Initial problem with fatigue, didn't eat enough calories to offset reduced carbs.
Continued after, allowing me to keep low body fat, and remain muscular.
As I increased activity levels (triathlon training), I increased carbohydrates to fuel more efficiently.
Even then, it was fairly moderate. I can feel the effect carbs have on me. I can tell when its a sufficient amount. Its different than some of my friends.
Everyone's different, you'll just have to figure what's best.
...know that, scarfing downing piles of carbohydrates is not really suited for ANYONE.
I always had high triglycerides and low HDL, which is metabolic syndrome that will lead to diabetes (my father has type 2, even if he never was obese).
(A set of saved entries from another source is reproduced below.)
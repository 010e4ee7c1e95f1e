//! Listing page parser.
//!
//! Containers are `tr` rows whose `id` starts with `tr`. For each container the
//! fields are resolved independently; a missing element only ever yields the
//! sentinel for that one field, so every detected container produces exactly
//! one [`ParsedListing`].
//!
//! # Field precedence
//!
//! | Field | Strategies, in order |
//! |-------|----------------------|
//! | reference | centred 5%-width cell |
//! | position | `span#hdnJC1` title element, then the 28%-width description block |
//! | employer | first `h1` |
//! | dates | `td[nowrap]` cells 1 (opening) and 2 (closing) |

use crate::models::{ListingDraft, SENTINEL, or_sentinel};
use once_cell::sync::Lazy;
use scraper::{ElementRef, Html, Selector};
use tracing::{debug, info, instrument, warn};

fn selector(css: &str) -> Selector {
    Selector::parse(css).unwrap_or_else(|e| panic!("invalid built-in selector {css:?}: {e}"))
}

static CONTAINER: Lazy<Selector> = Lazy::new(|| selector("tr[id^='tr']"));
static REFERENCE: Lazy<Selector> = Lazy::new(|| selector("td[width='5%'][align='center']"));
static TITLE: Lazy<Selector> = Lazy::new(|| selector("span#hdnJC1"));
static DESCRIPTION: Lazy<Selector> = Lazy::new(|| selector("td[width='28%']"));
static EMPLOYER: Lazy<Selector> = Lazy::new(|| selector("h1"));
static NOWRAP_CELL: Lazy<Selector> = Lazy::new(|| selector("td[nowrap]"));

/// Padding marker the site inserts into description blocks.
const PADDING_MARKER: &str = "DEFZZZ";
/// Prefix of the numeric boilerplate codes in description blocks.
const BOILERPLATE_PREFIX: &str = "000";
/// Shown instead of the employer name for confidential adverts.
const WITHHELD_PHRASE: &str = "company name withheld";

/// A field resolution strategy: `Some` only for a non-empty value.
pub type Resolver = fn(&ElementRef<'_>) -> Option<String>;

/// Position strategies in priority order.
pub const POSITION_RESOLVERS: &[Resolver] = &[title_element, description_block];

/// How to reach a listing's detail view in the browser.
#[derive(Debug, Clone, PartialEq, Eq)]
pub struct ListingHandle {
    /// The container's `id` attribute, e.g. `tr3`.
    pub row_id: String,
}

impl ListingHandle {
    /// CSS selector for the click target.
    pub fn click_selector(&self) -> String {
        format!("tr[id=\"{}\"]", self.row_id.replace('"', "\\\""))
    }
}

/// Parser output for one container.
#[derive(Debug, Clone)]
pub struct ParsedListing {
    pub handle: ListingHandle,
    pub draft: ListingDraft,
}

/// Parse a listing page into one [`ParsedListing`] per container, in document order.
#[instrument(level = "info", skip_all, fields(bytes = markup.len()))]
pub fn parse_listings(markup: &str) -> Vec<ParsedListing> {
    let document = Html::parse_document(markup);

    let listings: Vec<ParsedListing> = document
        .select(&CONTAINER)
        .enumerate()
        .map(|(index, container)| parse_container(index, &container))
        .collect();

    if listings.is_empty() {
        warn!("No listing containers found on page");
    } else {
        info!(count = listings.len(), "Parsed listing containers");
    }
    listings
}

fn parse_container(index: usize, container: &ElementRef<'_>) -> ParsedListing {
    let row_id = container
        .value()
        .attr("id")
        .map(str::to_string)
        .unwrap_or_else(|| format!("tr{index}"));

    let reference = first_text(container, &REFERENCE);
    let employer = first_text(container, &EMPLOYER);
    let (opening_date, closing_date) = resolve_dates(container);

    let draft = ListingDraft {
        reference: or_sentinel(reference.as_deref()),
        position: resolve(container, POSITION_RESOLVERS),
        employer: or_sentinel(employer.as_deref()),
        opening_date,
        closing_date,
        ..ListingDraft::sentinel()
    };

    if draft.position == SENTINEL || draft.employer == SENTINEL || draft.opening_date == SENTINEL {
        debug!(%row_id, ?draft, "Container has unresolved fields");
    }

    ParsedListing {
        handle: ListingHandle { row_id },
        draft,
    }
}

/// Apply `resolvers` in order; the first non-empty result wins.
pub fn resolve(container: &ElementRef<'_>, resolvers: &[Resolver]) -> String {
    resolvers
        .iter()
        .find_map(|resolver| resolver(container))
        .unwrap_or_else(|| SENTINEL.to_string())
}

/// The dedicated title element.
pub fn title_element(container: &ElementRef<'_>) -> Option<String> {
    first_text(container, &TITLE)
}

/// First meaningful segment of the free-text description block.
///
/// Skips the padding marker, numeric boilerplate codes and the withheld-employer
/// phrase, in document order.
pub fn description_block(container: &ElementRef<'_>) -> Option<String> {
    let block = container.select(&DESCRIPTION).next()?;
    block
        .text()
        .map(str::trim)
        .filter(|part| !part.is_empty())
        .find(|part| {
            *part != PADDING_MARKER
                && !part.starts_with(BOILERPLATE_PREFIX)
                && !part.eq_ignore_ascii_case(WITHHELD_PHRASE)
        })
        .map(str::to_string)
}

/// Opening and closing dates from the no-wrap cells at positions 1 and 2.
fn resolve_dates(container: &ElementRef<'_>) -> (String, String) {
    let cells: Vec<String> = container.select(&NOWRAP_CELL).map(|c| element_text(&c)).collect();
    if cells.len() < 2 {
        return (SENTINEL.to_string(), SENTINEL.to_string());
    }
    (
        or_sentinel(cells.get(1).map(String::as_str)),
        or_sentinel(cells.get(2).map(String::as_str)),
    )
}

fn first_text(container: &ElementRef<'_>, sel: &Selector) -> Option<String> {
    container
        .select(sel)
        .next()
        .map(|e| element_text(&e))
        .filter(|t| !t.is_empty())
}

fn element_text(element: &ElementRef<'_>) -> String {
    element.text().collect::<String>().trim().to_string()
}

#[cfg(test)]
mod tests {
    use super::*;

    fn page(rows: &str) -> String {
        format!("<html><body><table>{rows}</table></body></html>")
    }

    const FULL_ROW: &str = r#"
        <tr id="tr0" onclick="createAlert('0','0000999','DEFZZZ','1')">
          <td width="5%" align="center">0001234</td>
          <td width="28%">
            <h2><span id="hdnJC1">Senior Backend Engineer</span></h2>
            <h1>Acme Holdings</h1>
          </td>
          <td nowrap>Full Time</td>
          <td nowrap>Mon Oct 06 2025</td>
          <td nowrap>Mon Oct 20 2025</td>
        </tr>"#;

    fn container_of(html: &str) -> (Html, Selector) {
        (Html::parse_document(&page(html)), CONTAINER.clone())
    }

    #[test]
    fn test_full_row_resolves_every_field() {
        let listings = parse_listings(&page(FULL_ROW));
        assert_eq!(listings.len(), 1);

        let l = &listings[0];
        assert_eq!(l.handle.row_id, "tr0");
        assert_eq!(l.draft.reference, "0001234");
        assert_eq!(l.draft.position, "Senior Backend Engineer");
        assert_eq!(l.draft.employer, "Acme Holdings");
        assert_eq!(l.draft.opening_date, "Mon Oct 06 2025");
        assert_eq!(l.draft.closing_date, "Mon Oct 20 2025");
        assert_eq!(l.draft.extracted_text, SENTINEL);
        assert!(l.draft.seo_title.is_none());
    }

    #[test]
    fn test_title_element_wins_over_description() {
        let (doc, sel) = container_of(
            r#"<tr id="tr1"><td width="28%">
                 <span id="hdnJC1">Data Analyst</span><br>Other Text
               </td></tr>"#,
        );
        let container = doc.select(&sel).next().unwrap();
        assert_eq!(resolve(&container, POSITION_RESOLVERS), "Data Analyst");
    }

    #[test]
    fn test_description_fallback_skips_placeholders() {
        let (doc, sel) = container_of(
            r#"<tr id="tr2"><td width="28%">
                 <span>DEFZZZ</span><br>
                 <span>000123</span><br>
                 <span>Company Name Withheld</span><br>
                 <span>Backend Engineer</span>
               </td></tr>"#,
        );
        let container = doc.select(&sel).next().unwrap();
        assert_eq!(title_element(&container), None);
        assert_eq!(resolve(&container, POSITION_RESOLVERS), "Backend Engineer");
    }

    #[test]
    fn test_empty_title_element_falls_through() {
        let (doc, sel) = container_of(
            r#"<tr id="tr3"><td width="28%">
                 <span id="hdnJC1">   </span>QA Lead
               </td></tr>"#,
        );
        let container = doc.select(&sel).next().unwrap();
        assert_eq!(resolve(&container, POSITION_RESOLVERS), "QA Lead");
    }

    #[test]
    fn test_position_sentinel_when_nothing_resolves() {
        let (doc, sel) = container_of(
            r#"<tr id="tr4"><td width="28%">DEFZZZ<br>0004411</td></tr>"#,
        );
        let container = doc.select(&sel).next().unwrap();
        assert_eq!(resolve(&container, POSITION_RESOLVERS), SENTINEL);
    }

    #[test]
    fn test_one_record_per_container_even_when_malformed() {
        let rows = format!(
            "{FULL_ROW}<tr id=\"tr1\"></tr><tr id=\"tr2\"><td>garbage</td></tr><tr id=\"other\"><td>x</td></tr>"
        );
        let listings = parse_listings(&page(&rows));
        // `other` does not carry the container prefix.
        assert_eq!(listings.len(), 3);
        for l in &listings[1..] {
            assert_eq!(l.draft.reference, SENTINEL);
            assert_eq!(l.draft.position, SENTINEL);
            assert_eq!(l.draft.employer, SENTINEL);
            assert_eq!(l.draft.opening_date, SENTINEL);
            assert_eq!(l.draft.closing_date, SENTINEL);
        }
    }

    #[test]
    fn test_document_order_preserved() {
        let rows = r#"<tr id="tr7"><td><h1>Seven</h1></td></tr>
                      <tr id="tr2"><td><h1>Two</h1></td></tr>
                      <tr id="tr9"><td><h1>Nine</h1></td></tr>"#;
        let ids: Vec<String> = parse_listings(&page(rows))
            .into_iter()
            .map(|l| l.handle.row_id)
            .collect();
        assert_eq!(ids, vec!["tr7", "tr2", "tr9"]);
    }

    #[test]
    fn test_missing_date_cells_yield_sentinel_pair() {
        let rows = format!(
            "{FULL_ROW}
            <tr id=\"tr1\">
              <td width=\"5%\" align=\"center\">0005678</td>
              <td width=\"28%\"><span id=\"hdnJC1\">Accountant</span><h1>Beta Traders</h1></td>
            </tr>"
        );
        let listings = parse_listings(&page(&rows));
        assert_eq!(listings.len(), 2);

        let second = &listings[1].draft;
        assert_eq!(second.opening_date, SENTINEL);
        assert_eq!(second.closing_date, SENTINEL);
        assert_eq!(second.reference, "0005678");
        assert_eq!(second.position, "Accountant");
        assert_eq!(second.employer, "Beta Traders");
    }

    #[test]
    fn test_two_date_cells_leave_closing_sentinel() {
        let (doc, sel) = container_of(
            r#"<tr id="tr5"><td nowrap>Contract</td><td nowrap>Tue Oct 07 2025</td></tr>"#,
        );
        let container = doc.select(&sel).next().unwrap();
        assert_eq!(
            resolve_dates(&container),
            ("Tue Oct 07 2025".to_string(), SENTINEL.to_string())
        );
    }

    #[test]
    fn test_click_selector_targets_row() {
        let handle = ListingHandle {
            row_id: "tr12".to_string(),
        };
        assert_eq!(handle.click_selector(), "tr[id=\"tr12\"]");
    }

    #[test]
    fn test_page_without_containers() {
        assert!(parse_listings("<html><body><p>maintenance</p></body></html>").is_empty());
    }
}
After 5 months of a high-fat (most of it saturated from animal sources) and extremely low-carb eating I reversed that.
All of that while eating unlimited calories and not exercising (because of a car accident, I can't even run anymore). I lost 12lbs (and I was not overweight at all) in 3 weeks and maintained it, I eat as much as I want, and I don't touch bread, pasta, potatoes and sweets anymore, including most fruits.
I never felt so energetic and satisfied. I have been fatigued only for a week: that is your body going through carb-withdrawal. Yes, carbs are addictive and they are just like a drug.
I can't believe a person who advocates unlimited grain consumption is a spokeperson for the ADA!
It's Americans without common sense who are to blame for being obese and diabetic. Put the fork down!
Good God! Do we need trainers to tell us what and if we can eat? How about common sense. Ughh!